*Exercise materials:*
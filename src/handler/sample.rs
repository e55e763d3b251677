//! Sample echo handler
//!
//! Reads the `requestQuery` query parameter and echoes its decoded value
//! back as `{"receivedQuery": "<value>"}`. The parameter is required: a
//! missing or undecodable query string is a client error, answered with 400
//! rather than crashing the request task.

use http_body_util::Full;
use hyper::body::Bytes;
use hyper::{Response, StatusCode};
use serde::Serialize;

use crate::http;
use crate::logger;

/// The one query parameter this handler reads
pub const QUERY_PARAM: &str = "requestQuery";

/// Response body of the sample route
#[derive(Debug, Serialize)]
pub struct EchoResponse {
    #[serde(rename = "receivedQuery")]
    pub received_query: String,
}

/// Handle `GET /api/sample`
///
/// `query` is the raw (still percent-encoded) query string of the request
/// URI, if any.
pub fn handle(query: Option<&str>, server_name: &str) -> Response<Full<Bytes>> {
    match http::query::lookup(query.unwrap_or(""), QUERY_PARAM) {
        Ok(value) => http::json_response(
            StatusCode::OK,
            &EchoResponse {
                received_query: value,
            },
            server_name,
        ),
        Err(e) => {
            logger::log_warning(&format!("Rejecting request: {e}"));
            http::error_response(StatusCode::BAD_REQUEST, &e.to_string(), server_name)
        }
    }
}

#[cfg(test)]
mod tests {
    use super::*;
    use http_body_util::BodyExt;

    async fn body_json(resp: Response<Full<Bytes>>) -> serde_json::Value {
        let bytes = resp.into_body().collect().await.unwrap().to_bytes();
        serde_json::from_slice(&bytes).unwrap()
    }

    #[tokio::test]
    async fn test_echoes_decoded_value() {
        let resp = handle(Some("requestQuery=hello"), "test");
        assert_eq!(resp.status(), StatusCode::OK);
        assert_eq!(resp.headers()["Content-Type"], "application/json");
        assert_eq!(body_json(resp).await["receivedQuery"], "hello");
    }

    #[tokio::test]
    async fn test_percent_encoded_plus_round_trips() {
        let resp = handle(Some("requestQuery=2022-11-20T00:00:00%2B09:00"), "test");
        assert_eq!(resp.status(), StatusCode::OK);
        assert_eq!(
            body_json(resp).await["receivedQuery"],
            "2022-11-20T00:00:00+09:00"
        );
    }

    #[tokio::test]
    async fn test_missing_parameter_is_bad_request() {
        let resp = handle(None, "test");
        assert_eq!(resp.status(), StatusCode::BAD_REQUEST);
        let body = body_json(resp).await;
        assert!(body["error"].as_str().unwrap().contains(QUERY_PARAM));
    }

    #[tokio::test]
    async fn test_malformed_encoding_is_bad_request() {
        let resp = handle(Some("requestQuery=%2"), "test");
        assert_eq!(resp.status(), StatusCode::BAD_REQUEST);
    }
}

*Activity:* Of all the entries above, retype exactly the lines from the line with "use crate::logger;" to the line with "async fn body_json(resp: Response<Full<Bytes>>)", both included, and no others.

*Result of the exercise:*
use crate::logger;

/// The one query parameter this handler reads
pub const QUERY_PARAM: &str = "requestQuery";

/// Response body of the sample route
#[derive(Debug, Serialize)]
pub struct EchoResponse {
    #[serde(rename = "receivedQuery")]
    pub received_query: String,
}

/// Handle `GET /api/sample`
///
/// `query` is the raw (still percent-encoded) query string of the request
/// URI, if any.
pub fn handle(query: Option<&str>, server_name: &str) -> Response<Full<Bytes>> {
    match http::query::lookup(query.unwrap_or(""), QUERY_PARAM) {
        Ok(value) => http::json_response(
            StatusCode::OK,
            &EchoResponse {
                received_query: value,
            },
            server_name,
        ),
        Err(e) => {
            logger::log_warning(&format!("Rejecting request: {e}"));
            http::error_response(StatusCode::BAD_REQUEST, &e.to_string(), server_name)
        }
    }
}

#[cfg(test)]
mod tests {
    use super::*;
    use http_body_util::BodyExt;

    async fn body_json(resp: Response<Full<Bytes>>) -> serde_json::Value {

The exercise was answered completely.